Everything in the listing must be transcribed exactly, from the first line to the last.
--- Listed entries Enclosed Below ---
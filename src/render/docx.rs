//! DOCX rendering.
//!
//! Writes a minimal WordprocessingML package: document body, styles,
//! numbering, core properties and media. Right-to-left blocks get `w:bidi`
//! paragraphs and `w:rtl` runs. Pages are separated by explicit page breaks.

use super::context::RenderContext;
use super::inline::segments;
use super::DegradeAction;
use crate::bidi::ShapingMode;
use crate::convert::{ConvertOptions, ConvertResult, Output};
use crate::error::{Error, Result};
use crate::model::{Block, BlockKind, Direction, Document, Image, ImageSource, List, Page, Paragraph, Table};
use quick_xml::escape::escape;
use std::collections::HashMap;
use std::fmt::Write as _;
use std::io::{Cursor, Write};
use zip::write::SimpleFileOptions;
use zip::result::ZipResult;
use zip::{CompressionMethod, ZipWriter};

const DOCX_MIME: &str = "application/vnd.openxmlformats-officedocument.wordprocessingml.document";

const REL_BASE: &str = "http://schemas.openxmlformats.org/officeDocument/2006/relationships";

const EMU_PER_PIXEL: u64 = 9525;
const DEFAULT_WIDTH_PX: u32 = 300;
const DEFAULT_HEIGHT_PX: u32 = 200;
/// Six inches, the text width of a Letter page with one-inch margins.
const MAX_WIDTH_EMU: u64 = 5_486_400;

const STYLES: &str = r#"<?xml version="1.0" encoding="UTF-8" standalone="yes"?>
<w:styles xmlns:w="http://schemas.openxmlformats.org/wordprocessingml/2006/main">
<w:style w:type="paragraph" w:default="1" w:styleId="Normal"><w:name w:val="Normal"/><w:pPr><w:spacing w:after="160"/></w:pPr></w:style>
<w:style w:type="paragraph" w:styleId="Title"><w:name w:val="Title"/><w:basedOn w:val="Normal"/><w:rPr><w:sz w:val="56"/></w:rPr></w:style>
<w:style w:type="paragraph" w:styleId="Heading1"><w:name w:val="heading 1"/><w:basedOn w:val="Normal"/><w:pPr><w:keepNext/><w:outlineLvl w:val="0"/></w:pPr><w:rPr><w:b/><w:sz w:val="32"/></w:rPr></w:style>
<w:style w:type="paragraph" w:styleId="Heading2"><w:name w:val="heading 2"/><w:basedOn w:val="Normal"/><w:pPr><w:keepNext/><w:outlineLvl w:val="1"/></w:pPr><w:rPr><w:b/><w:sz w:val="28"/></w:rPr></w:style>
<w:style w:type="paragraph" w:styleId="Heading3"><w:name w:val="heading 3"/><w:basedOn w:val="Normal"/><w:pPr><w:keepNext/><w:outlineLvl w:val="2"/></w:pPr><w:rPr><w:b/><w:sz w:val="26"/></w:rPr></w:style>
<w:style w:type="paragraph" w:styleId="Heading4"><w:name w:val="heading 4"/><w:basedOn w:val="Normal"/><w:pPr><w:keepNext/><w:outlineLvl w:val="3"/></w:pPr><w:rPr><w:b/><w:i/></w:rPr></w:style>
<w:style w:type="paragraph" w:styleId="Heading5"><w:name w:val="heading 5"/><w:basedOn w:val="Normal"/><w:pPr><w:keepNext/><w:outlineLvl w:val="4"/></w:pPr><w:rPr><w:b/></w:rPr></w:style>
<w:style w:type="paragraph" w:styleId="Heading6"><w:name w:val="heading 6"/><w:basedOn w:val="Normal"/><w:pPr><w:keepNext/><w:outlineLvl w:val="5"/></w:pPr><w:rPr><w:i/></w:rPr></w:style>
<w:style w:type="paragraph" w:styleId="Caption"><w:name w:val="caption"/><w:basedOn w:val="Normal"/><w:rPr><w:i/><w:sz w:val="18"/></w:rPr></w:style>
<w:style w:type="paragraph" w:styleId="ListParagraph"><w:name w:val="List Paragraph"/><w:basedOn w:val="Normal"/><w:pPr><w:ind w:left="720"/></w:pPr></w:style>
<w:style w:type="character" w:styleId="Hyperlink"><w:name w:val="Hyperlink"/><w:rPr><w:color w:val="0563C1"/><w:u w:val="single"/></w:rPr></w:style>
</w:styles>
"#;

/// Convert a document to a DOCX package.
pub fn to_docx(doc: &Document, options: &ConvertOptions) -> Result<ConvertResult> {
    DocxRenderer::new(doc, options).render()
}

struct MediaPart {
    rel_id: String,
    path: String,
    data: Vec<u8>,
}

struct DocxRenderer<'a> {
    ctx: RenderContext<'a>,
    body: String,
    hyperlinks: HashMap<String, String>,
    media: Vec<MediaPart>,
    /// One numbering instance per list, true when ordered.
    lists: Vec<bool>,
    next_rel: usize,
}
--- End of Enclosed Listed entries ---
◆ **Solved problem**
filename src/render/docx.rs
//! DOCX rendering.
//!
//! Writes a minimal WordprocessingML package: document body, styles,
//! numbering, core properties and media. Right-to-left blocks get `w:bidi`
//! paragraphs and `w:rtl` runs. Pages are separated by explicit page breaks.

use super::context::RenderContext;
use super::inline::segments;
use super::DegradeAction;
use crate::bidi::ShapingMode;
use crate::convert::{ConvertOptions, ConvertResult, Output};
use crate::error::{Error, Result};
use crate::model::{Block, BlockKind, Direction, Document, Image, ImageSource, List, Page, Paragraph, Table};
use quick_xml::escape::escape;
use std::collections::HashMap;
use std::fmt::Write as _;
use std::io::{Cursor, Write};
use zip::write::SimpleFileOptions;
use zip::result::ZipResult;
use zip::{CompressionMethod, ZipWriter};

const DOCX_MIME: &str = "application/vnd.openxmlformats-officedocument.wordprocessingml.document";

const REL_BASE: &str = "http://schemas.openxmlformats.org/officeDocument/2006/relationships";

const EMU_PER_PIXEL: u64 = 9525;
const DEFAULT_WIDTH_PX: u32 = 300;
const DEFAULT_HEIGHT_PX: u32 = 200;
/// Six inches, the text width of a Letter page with one-inch margins.
const MAX_WIDTH_EMU: u64 = 5_486_400;

const STYLES: &str = r#"<?xml version="1.0" encoding="UTF-8" standalone="yes"?>
<w:styles xmlns:w="http://schemas.openxmlformats.org/wordprocessingml/2006/main">
<w:style w:type="paragraph" w:default="1" w:styleId="Normal"><w:name w:val="Normal"/><w:pPr><w:spacing w:after="160"/></w:pPr></w:style>
<w:style w:type="paragraph" w:styleId="Title"><w:name w:val="Title"/><w:basedOn w:val="Normal"/><w:rPr><w:sz w:val="56"/></w:rPr></w:style>
<w:style w:type="paragraph" w:styleId="Heading1"><w:name w:val="heading 1"/><w:basedOn w:val="Normal"/><w:pPr><w:keepNext/><w:outlineLvl w:val="0"/></w:pPr><w:rPr><w:b/><w:sz w:val="32"/></w:rPr></w:style>
<w:style w:type="paragraph" w:styleId="Heading2"><w:name w:val="heading 2"/><w:basedOn w:val="Normal"/><w:pPr><w:keepNext/><w:outlineLvl w:val="1"/></w:pPr><w:rPr><w:b/><w:sz w:val="28"/></w:rPr></w:style>
<w:style w:type="paragraph" w:styleId="Heading3"><w:name w:val="heading 3"/><w:basedOn w:val="Normal"/><w:pPr><w:keepNext/><w:outlineLvl w:val="2"/></w:pPr><w:rPr><w:b/><w:sz w:val="26"/></w:rPr></w:style>
<w:style w:type="paragraph" w:styleId="Heading4"><w:name w:val="heading 4"/><w:basedOn w:val="Normal"/><w:pPr><w:keepNext/><w:outlineLvl w:val="3"/></w:pPr><w:rPr><w:b/><w:i/></w:rPr></w:style>
<w:style w:type="paragraph" w:styleId="Heading5"><w:name w:val="heading 5"/><w:basedOn w:val="Normal"/><w:pPr><w:keepNext/><w:outlineLvl w:val="4"/></w:pPr><w:rPr><w:b/></w:rPr></w:style>
<w:style w:type="paragraph" w:styleId="Heading6"><w:name w:val="heading 6"/><w:basedOn w:val="Normal"/><w:pPr><w:keepNext/><w:outlineLvl w:val="5"/></w:pPr><w:rPr><w:i/></w:rPr></w:style>
<w:style w:type="paragraph" w:styleId="Caption"><w:name w:val="caption"/><w:basedOn w:val="Normal"/><w:rPr><w:i/><w:sz w:val="18"/></w:rPr></w:style>
<w:style w:type="paragraph" w:styleId="ListParagraph"><w:name w:val="List Paragraph"/><w:basedOn w:val="Normal"/><w:pPr><w:ind w:left="720"/></w:pPr></w:style>
<w:style w:type="character" w:styleId="Hyperlink"><w:name w:val="Hyperlink"/><w:rPr><w:color w:val="0563C1"/><w:u w:val="single"/></w:rPr></w:style>
</w:styles>
"#;

/// Convert a document to a DOCX package.
pub fn to_docx(doc: &Document, options: &ConvertOptions) -> Result<ConvertResult> {
    DocxRenderer::new(doc, options).render()
}

struct MediaPart {
    rel_id: String,
    path: String,
    data: Vec<u8>,
}

struct DocxRenderer<'a> {
    ctx: RenderContext<'a>,
    body: String,
    hyperlinks: HashMap<String, String>,
    media: Vec<MediaPart>,
    /// One numbering instance per list, true when ordered.
    lists: Vec<bool>,
    next_rel: usize,
}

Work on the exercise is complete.